### Work task
Search the records for the string "match" and return each line that has it.

### Dataset
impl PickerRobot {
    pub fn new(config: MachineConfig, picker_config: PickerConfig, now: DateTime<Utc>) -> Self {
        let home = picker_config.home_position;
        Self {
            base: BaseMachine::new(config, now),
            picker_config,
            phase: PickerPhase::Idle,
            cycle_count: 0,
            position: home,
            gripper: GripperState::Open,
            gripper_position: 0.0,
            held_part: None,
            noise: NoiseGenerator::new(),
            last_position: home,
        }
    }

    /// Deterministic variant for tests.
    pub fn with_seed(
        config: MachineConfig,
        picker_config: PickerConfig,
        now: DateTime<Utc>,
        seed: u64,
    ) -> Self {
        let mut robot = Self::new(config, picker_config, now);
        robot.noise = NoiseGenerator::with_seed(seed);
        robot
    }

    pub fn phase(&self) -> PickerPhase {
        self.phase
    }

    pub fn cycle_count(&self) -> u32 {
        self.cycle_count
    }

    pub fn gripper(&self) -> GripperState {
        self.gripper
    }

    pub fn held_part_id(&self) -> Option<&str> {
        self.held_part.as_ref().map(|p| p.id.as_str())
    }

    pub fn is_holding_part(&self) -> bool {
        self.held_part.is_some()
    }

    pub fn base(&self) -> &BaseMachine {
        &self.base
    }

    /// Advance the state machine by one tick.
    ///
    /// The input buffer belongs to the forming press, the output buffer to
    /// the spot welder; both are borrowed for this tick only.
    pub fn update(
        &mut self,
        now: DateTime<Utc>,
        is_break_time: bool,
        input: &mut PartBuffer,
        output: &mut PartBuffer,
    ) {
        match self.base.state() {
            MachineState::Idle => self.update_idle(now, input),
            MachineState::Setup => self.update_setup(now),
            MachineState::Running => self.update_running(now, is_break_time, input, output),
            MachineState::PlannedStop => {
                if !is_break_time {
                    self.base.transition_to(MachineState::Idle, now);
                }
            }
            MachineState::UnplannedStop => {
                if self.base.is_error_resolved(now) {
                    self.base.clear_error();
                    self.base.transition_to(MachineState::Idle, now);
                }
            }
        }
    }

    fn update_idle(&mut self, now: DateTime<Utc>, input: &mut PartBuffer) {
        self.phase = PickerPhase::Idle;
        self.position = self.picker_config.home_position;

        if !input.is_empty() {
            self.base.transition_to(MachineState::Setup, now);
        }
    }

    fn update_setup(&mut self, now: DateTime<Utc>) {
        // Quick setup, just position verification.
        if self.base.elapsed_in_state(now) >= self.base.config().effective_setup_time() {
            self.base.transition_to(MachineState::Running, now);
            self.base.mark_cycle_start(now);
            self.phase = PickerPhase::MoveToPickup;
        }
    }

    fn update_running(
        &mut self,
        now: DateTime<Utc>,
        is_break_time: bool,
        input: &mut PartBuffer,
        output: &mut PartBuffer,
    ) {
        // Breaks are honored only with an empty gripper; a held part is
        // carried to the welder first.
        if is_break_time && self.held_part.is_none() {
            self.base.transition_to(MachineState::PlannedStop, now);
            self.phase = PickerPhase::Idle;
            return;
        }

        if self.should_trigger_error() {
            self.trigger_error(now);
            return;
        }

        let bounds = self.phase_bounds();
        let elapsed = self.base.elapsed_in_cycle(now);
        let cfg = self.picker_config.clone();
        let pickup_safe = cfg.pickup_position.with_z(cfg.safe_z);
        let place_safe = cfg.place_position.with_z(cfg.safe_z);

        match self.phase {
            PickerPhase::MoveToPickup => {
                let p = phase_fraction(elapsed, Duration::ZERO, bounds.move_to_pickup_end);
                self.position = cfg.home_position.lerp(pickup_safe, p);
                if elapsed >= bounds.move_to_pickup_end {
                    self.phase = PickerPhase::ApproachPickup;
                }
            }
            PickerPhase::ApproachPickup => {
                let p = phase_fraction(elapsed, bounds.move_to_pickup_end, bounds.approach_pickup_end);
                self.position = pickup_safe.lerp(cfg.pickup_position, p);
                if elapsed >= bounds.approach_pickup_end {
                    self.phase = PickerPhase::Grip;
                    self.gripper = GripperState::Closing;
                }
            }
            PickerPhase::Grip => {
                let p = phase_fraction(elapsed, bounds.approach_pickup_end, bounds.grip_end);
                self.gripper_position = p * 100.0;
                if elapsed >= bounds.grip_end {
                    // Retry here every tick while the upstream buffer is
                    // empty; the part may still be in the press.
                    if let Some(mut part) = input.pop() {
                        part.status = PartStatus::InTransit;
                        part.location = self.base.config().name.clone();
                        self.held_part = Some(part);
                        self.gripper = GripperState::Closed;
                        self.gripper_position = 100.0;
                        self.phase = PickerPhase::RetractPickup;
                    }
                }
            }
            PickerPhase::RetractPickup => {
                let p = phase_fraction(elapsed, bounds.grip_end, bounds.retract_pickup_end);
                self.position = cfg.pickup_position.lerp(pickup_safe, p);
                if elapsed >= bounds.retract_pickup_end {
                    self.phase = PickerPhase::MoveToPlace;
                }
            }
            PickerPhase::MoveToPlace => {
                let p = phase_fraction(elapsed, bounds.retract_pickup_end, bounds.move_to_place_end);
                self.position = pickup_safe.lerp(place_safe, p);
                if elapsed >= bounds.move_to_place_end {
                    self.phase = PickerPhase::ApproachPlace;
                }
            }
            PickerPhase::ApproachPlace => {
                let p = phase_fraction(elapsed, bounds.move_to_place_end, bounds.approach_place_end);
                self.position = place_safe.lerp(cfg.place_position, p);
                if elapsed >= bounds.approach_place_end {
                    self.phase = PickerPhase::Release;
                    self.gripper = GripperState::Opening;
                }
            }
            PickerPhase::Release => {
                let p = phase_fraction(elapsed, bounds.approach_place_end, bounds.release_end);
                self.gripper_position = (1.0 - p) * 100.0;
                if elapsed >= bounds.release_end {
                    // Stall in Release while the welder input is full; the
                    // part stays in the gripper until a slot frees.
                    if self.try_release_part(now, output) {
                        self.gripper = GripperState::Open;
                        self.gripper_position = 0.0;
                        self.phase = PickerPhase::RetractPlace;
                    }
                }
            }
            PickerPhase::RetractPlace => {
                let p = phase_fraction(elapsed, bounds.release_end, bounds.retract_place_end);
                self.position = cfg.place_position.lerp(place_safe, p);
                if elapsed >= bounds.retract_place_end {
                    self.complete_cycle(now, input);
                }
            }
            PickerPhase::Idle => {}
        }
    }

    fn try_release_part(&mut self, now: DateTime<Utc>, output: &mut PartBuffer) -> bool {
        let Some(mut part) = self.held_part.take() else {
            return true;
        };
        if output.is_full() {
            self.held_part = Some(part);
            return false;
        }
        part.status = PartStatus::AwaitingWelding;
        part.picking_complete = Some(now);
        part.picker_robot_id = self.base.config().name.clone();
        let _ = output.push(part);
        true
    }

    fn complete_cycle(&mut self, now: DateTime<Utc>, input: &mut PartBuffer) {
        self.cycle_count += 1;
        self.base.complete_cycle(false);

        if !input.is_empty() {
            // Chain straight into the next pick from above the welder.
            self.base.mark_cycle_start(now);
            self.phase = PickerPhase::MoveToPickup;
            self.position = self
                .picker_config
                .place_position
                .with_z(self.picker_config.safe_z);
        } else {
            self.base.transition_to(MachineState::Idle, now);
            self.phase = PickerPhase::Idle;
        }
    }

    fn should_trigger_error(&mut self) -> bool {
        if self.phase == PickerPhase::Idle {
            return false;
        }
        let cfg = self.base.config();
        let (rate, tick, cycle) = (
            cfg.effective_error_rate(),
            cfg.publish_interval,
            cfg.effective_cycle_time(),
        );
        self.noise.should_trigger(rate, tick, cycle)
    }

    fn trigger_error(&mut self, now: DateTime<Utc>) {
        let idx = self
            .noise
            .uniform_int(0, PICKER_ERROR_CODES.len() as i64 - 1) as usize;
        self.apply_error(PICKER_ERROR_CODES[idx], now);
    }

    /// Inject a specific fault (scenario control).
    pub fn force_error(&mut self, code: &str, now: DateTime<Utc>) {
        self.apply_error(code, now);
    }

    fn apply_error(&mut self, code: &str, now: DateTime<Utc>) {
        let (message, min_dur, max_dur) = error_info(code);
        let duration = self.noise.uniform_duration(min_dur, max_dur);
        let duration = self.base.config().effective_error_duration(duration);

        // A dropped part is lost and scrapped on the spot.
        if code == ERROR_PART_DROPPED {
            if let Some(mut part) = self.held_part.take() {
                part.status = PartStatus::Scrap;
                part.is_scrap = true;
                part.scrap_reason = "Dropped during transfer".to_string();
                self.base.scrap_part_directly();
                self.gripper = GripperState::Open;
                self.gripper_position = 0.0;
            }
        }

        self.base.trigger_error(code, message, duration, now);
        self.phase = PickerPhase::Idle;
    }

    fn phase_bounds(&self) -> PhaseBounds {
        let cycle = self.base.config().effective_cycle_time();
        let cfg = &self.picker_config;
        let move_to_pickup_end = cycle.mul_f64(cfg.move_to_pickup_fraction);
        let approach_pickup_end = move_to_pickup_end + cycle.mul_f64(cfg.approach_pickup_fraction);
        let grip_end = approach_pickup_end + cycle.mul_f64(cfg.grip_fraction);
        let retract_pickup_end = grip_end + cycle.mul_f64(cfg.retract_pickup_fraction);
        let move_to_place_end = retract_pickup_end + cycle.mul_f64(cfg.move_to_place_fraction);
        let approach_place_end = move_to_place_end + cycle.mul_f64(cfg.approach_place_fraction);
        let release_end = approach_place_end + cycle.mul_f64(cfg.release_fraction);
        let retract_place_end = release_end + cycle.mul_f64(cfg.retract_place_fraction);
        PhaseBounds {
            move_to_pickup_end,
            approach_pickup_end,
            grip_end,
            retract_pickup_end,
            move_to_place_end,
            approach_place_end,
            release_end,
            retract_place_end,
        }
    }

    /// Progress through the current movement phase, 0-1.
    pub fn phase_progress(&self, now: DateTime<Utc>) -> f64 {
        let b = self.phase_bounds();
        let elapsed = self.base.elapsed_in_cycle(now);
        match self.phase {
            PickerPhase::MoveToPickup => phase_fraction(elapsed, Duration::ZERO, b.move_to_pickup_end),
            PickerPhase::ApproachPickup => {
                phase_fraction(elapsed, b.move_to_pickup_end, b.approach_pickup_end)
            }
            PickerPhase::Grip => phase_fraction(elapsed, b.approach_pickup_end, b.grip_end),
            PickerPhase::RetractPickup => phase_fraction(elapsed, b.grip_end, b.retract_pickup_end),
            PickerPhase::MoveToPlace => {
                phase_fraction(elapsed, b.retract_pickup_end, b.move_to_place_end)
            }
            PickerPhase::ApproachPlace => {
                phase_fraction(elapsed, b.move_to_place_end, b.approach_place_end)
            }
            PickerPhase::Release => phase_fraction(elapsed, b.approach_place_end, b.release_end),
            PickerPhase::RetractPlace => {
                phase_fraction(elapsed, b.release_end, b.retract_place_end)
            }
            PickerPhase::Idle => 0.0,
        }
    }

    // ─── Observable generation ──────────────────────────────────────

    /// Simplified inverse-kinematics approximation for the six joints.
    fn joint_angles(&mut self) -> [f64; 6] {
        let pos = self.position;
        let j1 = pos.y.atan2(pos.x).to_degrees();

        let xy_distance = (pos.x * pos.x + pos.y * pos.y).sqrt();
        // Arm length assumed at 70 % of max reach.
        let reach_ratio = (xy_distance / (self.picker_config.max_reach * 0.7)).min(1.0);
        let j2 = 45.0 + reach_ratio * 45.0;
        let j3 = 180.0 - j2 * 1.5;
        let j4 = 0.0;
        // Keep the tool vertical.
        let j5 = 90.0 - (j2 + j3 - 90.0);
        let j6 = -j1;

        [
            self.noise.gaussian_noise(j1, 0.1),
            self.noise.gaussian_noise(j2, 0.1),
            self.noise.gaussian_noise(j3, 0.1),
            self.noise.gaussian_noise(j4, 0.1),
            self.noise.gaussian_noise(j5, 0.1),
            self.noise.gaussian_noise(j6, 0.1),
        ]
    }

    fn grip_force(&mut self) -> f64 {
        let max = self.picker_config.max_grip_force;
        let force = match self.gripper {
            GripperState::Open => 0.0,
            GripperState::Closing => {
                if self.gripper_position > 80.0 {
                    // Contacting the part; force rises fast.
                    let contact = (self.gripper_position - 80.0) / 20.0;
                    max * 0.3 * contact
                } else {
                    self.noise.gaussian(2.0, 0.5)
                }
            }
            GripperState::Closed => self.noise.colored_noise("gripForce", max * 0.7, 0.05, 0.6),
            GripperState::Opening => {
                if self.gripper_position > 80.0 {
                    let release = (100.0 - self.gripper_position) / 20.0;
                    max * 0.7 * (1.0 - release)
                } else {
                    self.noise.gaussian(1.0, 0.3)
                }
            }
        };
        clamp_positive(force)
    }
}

### Response to this exercise
        match self.base.state() {
        match self.phase {
        match self.phase {
        let force = match self.gripper {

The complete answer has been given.